[Stored data entries]

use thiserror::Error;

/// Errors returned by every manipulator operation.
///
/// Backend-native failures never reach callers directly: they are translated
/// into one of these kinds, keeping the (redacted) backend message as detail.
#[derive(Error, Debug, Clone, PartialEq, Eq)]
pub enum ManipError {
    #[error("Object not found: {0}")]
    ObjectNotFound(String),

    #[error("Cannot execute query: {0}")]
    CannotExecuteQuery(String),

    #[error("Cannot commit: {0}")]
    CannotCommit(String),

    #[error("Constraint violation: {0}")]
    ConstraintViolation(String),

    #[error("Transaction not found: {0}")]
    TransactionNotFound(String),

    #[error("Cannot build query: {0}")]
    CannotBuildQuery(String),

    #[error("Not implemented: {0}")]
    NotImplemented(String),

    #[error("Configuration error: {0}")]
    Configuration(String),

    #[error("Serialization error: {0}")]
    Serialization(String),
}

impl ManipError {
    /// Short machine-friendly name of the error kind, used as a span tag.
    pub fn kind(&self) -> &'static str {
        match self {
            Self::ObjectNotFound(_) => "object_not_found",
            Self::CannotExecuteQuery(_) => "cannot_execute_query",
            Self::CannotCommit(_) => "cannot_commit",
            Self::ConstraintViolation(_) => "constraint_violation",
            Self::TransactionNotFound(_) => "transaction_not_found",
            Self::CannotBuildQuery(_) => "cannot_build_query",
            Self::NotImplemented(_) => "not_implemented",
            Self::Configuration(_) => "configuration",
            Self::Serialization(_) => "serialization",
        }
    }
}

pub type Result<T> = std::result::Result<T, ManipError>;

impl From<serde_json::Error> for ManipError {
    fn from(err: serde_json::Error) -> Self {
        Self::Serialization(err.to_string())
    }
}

▶ [What is expected]:
Copy out the records once more, exactly as they are written.

▶ [Result of the task]:
use thiserror::Error;

/// Errors returned by every manipulator operation.
///
/// Backend-native failures never reach callers directly: they are translated
/// into one of these kinds, keeping the (redacted) backend message as detail.
#[derive(Error, Debug, Clone, PartialEq, Eq)]
pub enum ManipError {
    #[error("Object not found: {0}")]
    ObjectNotFound(String),

    #[error("Cannot execute query: {0}")]
    CannotExecuteQuery(String),

    #[error("Cannot commit: {0}")]
    CannotCommit(String),

    #[error("Constraint violation: {0}")]
    ConstraintViolation(String),

    #[error("Transaction not found: {0}")]
    TransactionNotFound(String),

    #[error("Cannot build query: {0}")]
    CannotBuildQuery(String),

    #[error("Not implemented: {0}")]
    NotImplemented(String),

    #[error("Configuration error: {0}")]
    Configuration(String),

    #[error("Serialization error: {0}")]
    Serialization(String),
}

impl ManipError {
    /// Short machine-friendly name of the error kind, used as a span tag.
    pub fn kind(&self) -> &'static str {
        match self {
            Self::ObjectNotFound(_) => "object_not_found",
            Self::CannotExecuteQuery(_) => "cannot_execute_query",
            Self::CannotCommit(_) => "cannot_commit",
            Self::ConstraintViolation(_) => "constraint_violation",
            Self::TransactionNotFound(_) => "transaction_not_found",
            Self::CannotBuildQuery(_) => "cannot_build_query",
            Self::NotImplemented(_) => "not_implemented",
            Self::Configuration(_) => "configuration",
            Self::Serialization(_) => "serialization",
        }
    }
}

pub type Result<T> = std::result::Result<T, ManipError>;

impl From<serde_json::Error> for ManipError {
    fn from(err: serde_json::Error) -> Self {
        Self::Serialization(err.to_string())
    }
}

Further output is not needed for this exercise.